RE: Scientific Debate: Why I assert that Darwin's theory of evolution is false
November 4, 2014 at 9:46 am
(November 4, 2014 at 7:59 am)Rob216 Wrote: "Despite considerable experimental and theoretical effort, no compelling scenarios currently exist for the origin of replication and translation, the key processes that together comprise the core of biological systems and the apparent pre-requisite of biological evolution. The RNA World concept might offer the best chance for the resolution of this conundrum but so far cannot adequately account for the emergence of an efficient RNA replicase or the translation system. The MWO (Ed.: "many worlds in one"[118]) version of the cosmological model of eternal inflation could suggest a way out of this conundrum because, in an infinite multiverse with a finite number of distinct macroscopic histories (each repeated an infinite number of times), emergence of even highly complex systems by chance is not just possible but inevitable."
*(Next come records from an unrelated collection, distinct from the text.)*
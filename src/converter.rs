//! Pluggable converters consulted before the built-in conversion rules.

use std::fmt;
use std::sync::Arc;

use crate::error::LiteralError;
use crate::syntax::SyntaxNode;

/// Rewrites the node for one named target type before built-in conversion.
///
/// The target is matched against the name serde reports for a struct, enum,
/// unit struct, tuple struct or newtype struct (its Rust name unless renamed
/// with `#[serde(rename)]` on the container). The returned node is converted
/// by the built-in rules and is not offered to converters again.
pub trait Converter: Send + Sync {
    fn target(&self) -> &str;

    fn convert(&self, node: &SyntaxNode) -> Result<SyntaxNode, LiteralError>;
}

/// A [`Converter`] backed by a closure.
pub struct FnConverter<F> {
    target: String,
    convert: F,
}

impl<F> FnConverter<F>
where
    F: Fn(&SyntaxNode) -> Result<SyntaxNode, LiteralError> + Send + Sync,
{
    pub fn new(target: impl Into<String>, convert: F) -> Self {
        Self {
            target: target.into(),
            convert,
        }
    }
}

impl<F> Converter for FnConverter<F>
where
    F: Fn(&SyntaxNode) -> Result<SyntaxNode, LiteralError> + Send + Sync,
{
    fn target(&self) -> &str {
        &self.target
    }

    fn convert(&self, node: &SyntaxNode) -> Result<SyntaxNode, LiteralError> {
        (self.convert)(node)
    }
}

/// Registered converters, in registration order. The first claim wins.
#[derive(Clone, Default)]
pub(crate) struct ConverterRegistry {
    converters: Vec<Arc<dyn Converter>>,
}

impl ConverterRegistry {
    pub(crate) fn register(&mut self, converter: Arc<dyn Converter>) {
        self.converters.push(converter);
    }

    pub(crate) fn find(&self, type_name: &str) -> Option<&dyn Converter> {
        self.converters
            .iter()
            .find(|c| c.target() == type_name)
            .map(|c| c.as_ref())
    }

    pub(crate) fn claims(&self, type_name: &str) -> bool {
        self.find(type_name).is_some()
    }

    pub(crate) fn len(&self) -> usize {
        self.converters.len()
    }
}

impl fmt::Debug for ConverterRegistry {
    fn fmt(&self, f: &mut fmt::Formatter<'_>) -> fmt::Result {
        f.debug_list()
            .entries(self.converters.iter().map(|c| c.target()))
            .finish()
    }
}
use std::fmt;

use serde::de;
use thiserror::Error;

use crate::syntax::{Extent, Location};

/// Every failure of evaluation or materialization.
///
/// Variants carry the offending node's source text and location. Errors raised
/// inside serde visitors start without them; the nearest node that sees the
/// error fills them in.
#[derive(Debug, Error)]
#[cfg_attr(feature = "rich-errors", derive(miette::Diagnostic))]
pub enum LiteralError {
    #[error("Unsupported literal '{text}' at {location}: {reason}")]
    #[cfg_attr(
        feature = "rich-errors",
        diagnostic(
            code(literal_config::unsupported_literal),
            help("only strings, numbers, arrays, maps, $true, $false and $null are allowed")
        )
    )]
    UnsupportedLiteral {
        reason: String,
        text: String,
        location: Location,
    },

    #[error("Cannot convert '{text}' at {location}: {reason}")]
    #[cfg_attr(
        feature = "rich-errors",
        diagnostic(code(literal_config::conversion_mismatch))
    )]
    ConversionMismatch {
        reason: String,
        text: String,
        location: Location,
    },

    #[error("Unknown member '{label}' of enum {enum_name} at {location} (expected one of: {})", .expected.join(", "))]
    #[cfg_attr(
        feature = "rich-errors",
        diagnostic(code(literal_config::unknown_enum_member))
    )]
    UnknownEnumMember {
        enum_name: String,
        label: String,
        expected: Vec<String>,
        location: Location,
    },

    #[error("Type {type_name} has no usable constructor: {reason}")]
    #[cfg_attr(
        feature = "rich-errors",
        diagnostic(code(literal_config::no_usable_constructor))
    )]
    NoUsableConstructor {
        type_name: String,
        reason: String,
        location: Location,
    },

    #[error("Missing required member '{member}' of {type_name} in '{text}' at {location}")]
    #[cfg_attr(
        feature = "rich-errors",
        diagnostic(code(literal_config::missing_required_member))
    )]
    MissingRequiredMember {
        type_name: String,
        member: String,
        text: String,
        location: Location,
    },

    #[error("Member '{member}' of {type_name} cannot be set from configuration ('{text}' at {location})")]
    #[cfg_attr(
        feature = "rich-errors",
        diagnostic(
            code(literal_config::member_not_settable),
            help("remove the key; this value is computed by the application")
        )
    )]
    MemberNotSettable {
        type_name: String,
        member: String,
        text: String,
        location: Location,
    },

    #[error("Unknown member(s) {} of {type_name} at {location}", .keys.iter().map(|k| format!("'{k}'")).collect::<Vec<_>>().join(", "))]
    #[cfg_attr(
        feature = "rich-errors",
        diagnostic(
            code(literal_config::unknown_member),
            help("check the key for typos")
        )
    )]
    UnknownMember {
        type_name: String,
        keys: Vec<String>,
        location: Location,
    },

    #[error("Nesting deeper than {limit} levels at {location}")]
    #[cfg_attr(
        feature = "rich-errors",
        diagnostic(code(literal_config::depth_limit_exceeded))
    )]
    DepthLimitExceeded { limit: usize, location: Location },
}

impl LiteralError {
    pub(crate) fn unsupported(reason: impl Into<String>, extent: &Extent) -> Self {
        LiteralError::UnsupportedLiteral {
            reason: reason.into(),
            text: extent.text.clone(),
            location: extent.location.clone(),
        }
    }

    pub(crate) fn mismatch(reason: impl Into<String>, extent: &Extent) -> Self {
        LiteralError::ConversionMismatch {
            reason: reason.into(),
            text: extent.text.clone(),
            location: extent.location.clone(),
        }
    }

    fn detached_mismatch(reason: String) -> Self {
        LiteralError::ConversionMismatch {
            reason,
            text: String::new(),
            location: Location::default(),
        }
    }

    /// The source location the error points at.
    pub fn location(&self) -> &Location {
        match self {
            LiteralError::UnsupportedLiteral { location, .. }
            | LiteralError::ConversionMismatch { location, .. }
            | LiteralError::UnknownEnumMember { location, .. }
            | LiteralError::NoUsableConstructor { location, .. }
            | LiteralError::MissingRequiredMember { location, .. }
            | LiteralError::MemberNotSettable { location, .. }
            | LiteralError::UnknownMember { location, .. }
            | LiteralError::DepthLimitExceeded { location, .. } => location,
        }
    }

    /// Fill in the source text and location from `extent` where still empty.
    pub(crate) fn located(mut self, extent: &Extent) -> Self {
        match &mut self {
            LiteralError::UnsupportedLiteral { text, location, .. }
            | LiteralError::ConversionMismatch { text, location, .. }
            | LiteralError::MissingRequiredMember { text, location, .. }
            | LiteralError::MemberNotSettable { text, location, .. } => {
                if text.is_empty() {
                    text.clone_from(&extent.text);
                }
                if !location.is_known() {
                    location.clone_from(&extent.location);
                }
            }
            LiteralError::UnknownEnumMember { location, .. }
            | LiteralError::NoUsableConstructor { location, .. }
            | LiteralError::UnknownMember { location, .. }
            | LiteralError::DepthLimitExceeded { location, .. } => {
                if !location.is_known() {
                    location.clone_from(&extent.location);
                }
            }
        }
        self
    }

    /// Fill in the owning type name where still empty.
    pub(crate) fn owned_by(mut self, owner: &str) -> Self {
        match &mut self {
            LiteralError::UnknownEnumMember {
                enum_name: type_name,
                ..
            }
            | LiteralError::NoUsableConstructor { type_name, .. }
            | LiteralError::MissingRequiredMember { type_name, .. }
            | LiteralError::MemberNotSettable { type_name, .. }
            | LiteralError::UnknownMember { type_name, .. } => {
                if type_name.is_empty() {
                    *type_name = owner.to_string();
                }
            }
            _ => {}
        }
        self
    }
}

impl de::Error for LiteralError {
    fn custom<T: fmt::Display>(msg: T) -> Self {
        LiteralError::detached_mismatch(msg.to_string())
    }

    fn invalid_type(unexp: de::Unexpected<'_>, exp: &dyn de::Expected) -> Self {
        LiteralError::detached_mismatch(format!("expected {exp}, found {unexp}"))
    }

    fn invalid_value(unexp: de::Unexpected<'_>, exp: &dyn de::Expected) -> Self {
        LiteralError::detached_mismatch(format!("invalid value {unexp}, expected {exp}"))
    }

    fn invalid_length(len: usize, exp: &dyn de::Expected) -> Self {
        LiteralError::detached_mismatch(format!("expected {exp}, found {len} element(s)"))
    }

    fn unknown_variant(variant: &str, expected: &'static [&'static str]) -> Self {
        LiteralError::UnknownEnumMember {
            enum_name: String::new(),
            label: variant.to_string(),
            expected: expected.iter().map(|s| s.to_string()).collect(),
            location: Location::default(),
        }
    }

    fn unknown_field(field: &str, _expected: &'static [&'static str]) -> Self {
        LiteralError::UnknownMember {
            type_name: String::new(),
            keys: vec![field.to_string()],
            location: Location::default(),
        }
    }

    fn missing_field(field: &'static str) -> Self {
        LiteralError::MissingRequiredMember {
            type_name: String::new(),
            member: field.to_string(),
            text: String::new(),
            location: Location::default(),
        }
    }
}

#[cfg(test)]
mod tests {
    use super::*;
    use serde::de::Error as _;

    fn extent() -> Extent {
        Extent::new("@{ Foo = 1 }", Location::new(Some("/cfg/a.psd1".into()), 4, 9))
    }

    #[test]
    fn unsupported_literal_formats_correctly() {
        let err = LiteralError::unsupported("command invocation", &extent());
        let msg = err.to_string();
        assert!(msg.contains("@{ Foo = 1 }"));
        assert!(msg.contains("line 4, column 9 in /cfg/a.psd1"));
        assert!(msg.contains("command invocation"));
    }

    #[test]
    fn unknown_member_lists_every_key() {
        let err = LiteralError::UnknownMember {
            type_name: "RuleSettings".into(),
            keys: vec!["Sevrity".into(), "Enabel".into()],
            location: Location::default(),
        };
        let msg = err.to_string();
        assert!(msg.contains("'Sevrity'"));
        assert!(msg.contains("'Enabel'"));
        assert!(msg.contains("RuleSettings"));
    }

    #[test]
    fn missing_field_gets_context_later() {
        let err = LiteralError::missing_field("Severity")
            .located(&extent())
            .owned_by("RuleSettings");
        match err {
            LiteralError::MissingRequiredMember {
                type_name,
                member,
                text,
                location,
            } => {
                assert_eq!(type_name, "RuleSettings");
                assert_eq!(member, "Severity");
                assert_eq!(text, "@{ Foo = 1 }");
                assert_eq!(location.line, 4);
            }
            other => panic!("Expected MissingRequiredMember, got: {other:?}"),
        }
    }

    #[test]
    fn innermost_location_wins() {
        let inner = Extent::new("1", Location::new(None, 2, 3));
        let err = LiteralError::custom("bad").located(&inner).located(&extent());
        assert_eq!(err.location().line, 2);
    }

    #[test]
    fn owner_does_not_overwrite() {
        let err = LiteralError::missing_field("x")
            .owned_by("Inner")
            .owned_by("Outer");
        assert!(err.to_string().contains("Inner"));
    }

    #[test]
    fn invalid_type_is_a_conversion_mismatch() {
        let err = LiteralError::invalid_type(de::Unexpected::Str("x"), &"u32");
        assert!(matches!(err, LiteralError::ConversionMismatch { .. }));
    }
}
impl<'de> Deserializer<'de> for Probe<'_> {
    type Error = Stop;

    probe_primitive! {
        deserialize_bool => Bool, visit_bool(false);
        deserialize_i8 => I8, visit_i8(0);
        deserialize_i16 => I16, visit_i16(0);
        deserialize_i32 => I32, visit_i32(0);
        deserialize_i64 => I64, visit_i64(0);
        deserialize_i128 => I128, visit_i128(0);
        deserialize_u8 => U8, visit_u8(0);
        deserialize_u16 => U16, visit_u16(0);
        deserialize_u32 => U32, visit_u32(0);
        deserialize_u64 => U64, visit_u64(0);
        deserialize_u128 => U128, visit_u128(0);
        deserialize_f32 => F32, visit_f32(0.0);
        deserialize_f64 => F64, visit_f64(0.0);
        deserialize_char => Char, visit_char('\0');
        deserialize_str => String, visit_str("");
        deserialize_string => String, visit_str("");
        deserialize_identifier => String, visit_str("");
    }

    // Self-describing types (untagged enums and the like) have no fixed
    // shape; materialization rejects them.
    fn deserialize_any<V: Visitor<'de>>(self, _visitor: V) -> Result<V::Value, Stop> {
        self.stop(Shape::Dynamic)
    }

    fn deserialize_ignored_any<V: Visitor<'de>>(self, _visitor: V) -> Result<V::Value, Stop> {
        self.stop(Shape::Dynamic)
    }

    fn deserialize_unit<V: Visitor<'de>>(self, _visitor: V) -> Result<V::Value, Stop> {
        self.stop(Shape::Primitive(PrimitiveKind::Unit))
    }

    fn deserialize_bytes<V: Visitor<'de>>(self, _visitor: V) -> Result<V::Value, Stop> {
        self.stop(Shape::Enumerable {
            element: Box::new(Shape::Primitive(PrimitiveKind::U8)),
        })
    }

    fn deserialize_byte_buf<V: Visitor<'de>>(self, visitor: V) -> Result<V::Value, Stop> {
        self.deserialize_bytes(visitor)
    }

    fn deserialize_option<V: Visitor<'de>>(self, visitor: V) -> Result<V::Value, Stop> {
        let inner = nested(|p| visitor.visit_some(p).map(drop));
        self.stop(Shape::Nullable(inner))
    }

    fn deserialize_seq<V: Visitor<'de>>(self, visitor: V) -> Result<V::Value, Stop> {
        let element = nested(|p| visitor.visit_seq(ProbeSeq { probe: Some(p) }).map(drop));
        self.stop(Shape::Enumerable { element })
    }

    fn deserialize_tuple<V: Visitor<'de>>(self, _len: usize, visitor: V) -> Result<V::Value, Stop> {
        self.deserialize_seq(visitor)
    }

    fn deserialize_map<V: Visitor<'de>>(self, visitor: V) -> Result<V::Value, Stop> {
        let key = Slot::default();
        let value = Slot::default();
        let _ = visitor.visit_map(ProbeMap {
            key: &key,
            value: &value,
            done: false,
        });
        let value = value.shape.into_inner().map(Box::new);
        let key = Box::new(key.finish().shape);
        self.stop(Shape::Dictionary { key, value })
    }

    fn deserialize_struct<V: Visitor<'de>>(
        self,
        name: &'static str,
        fields: &'static [&'static str],
        _visitor: V,
    ) -> Result<V::Value, Stop> {
        self.slot.name(name);
        self.stop(Shape::PlainObject {
            name,
            constructor: Constructor::Named,
            members: fields,
        })
    }

    fn deserialize_unit_struct<V: Visitor<'de>>(
        self,
        name: &'static str,
        _visitor: V,
    ) -> Result<V::Value, Stop> {
        self.slot.name(name);
        self.stop(Shape::PlainObject {
            name,
            constructor: Constructor::Unit,
            members: &[],
        })
    }

    fn deserialize_tuple_struct<V: Visitor<'de>>(
        self,
        name: &'static str,
        len: usize,
        _visitor: V,
    ) -> Result<V::Value, Stop> {
        self.slot.name(name);
        self.stop(Shape::PlainObject {
            name,
            constructor: Constructor::Positional(len),
            members: &[],
        })
    }

    fn deserialize_enum<V: Visitor<'de>>(
        self,
        name: &'static str,
        variants: &'static [&'static str],
        _visitor: V,
    ) -> Result<V::Value, Stop> {
        self.slot.name(name);
        self.stop(Shape::Enum {
            name,
            labels: variants,
        })
    }

    fn deserialize_newtype_struct<V: Visitor<'de>>(
        self,
        name: &'static str,
        visitor: V,
    ) -> Result<V::Value, Stop> {
        if name == RAW_NODE_TOKEN {
            return self.stop(Shape::EscapeHatch);
        }
        if name == DYNAMIC_TOKEN {
            return self.stop(Shape::Dynamic);
        }
        if name != READ_ONLY_TOKEN {
            self.slot.name(name);
        }
        // Newtypes are transparent: the inner type records into this slot.
        visitor.visit_newtype_struct(self)
    }
}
Eugene Koonin, computational biologist
So is he saying that we'd have to believe in infinite universes in order to substantiate abiogenesis? Or did I misinterpret that?
He's saying that the research that's been done, in spite of all the scientists' best efforts, hasn't managed to account for the transition from the simple building blocks to a complete self-replicating RNA molecule.
Yes, he then goes on a tangent and says something about the multiverse... and chance... imagination is creeping away from him.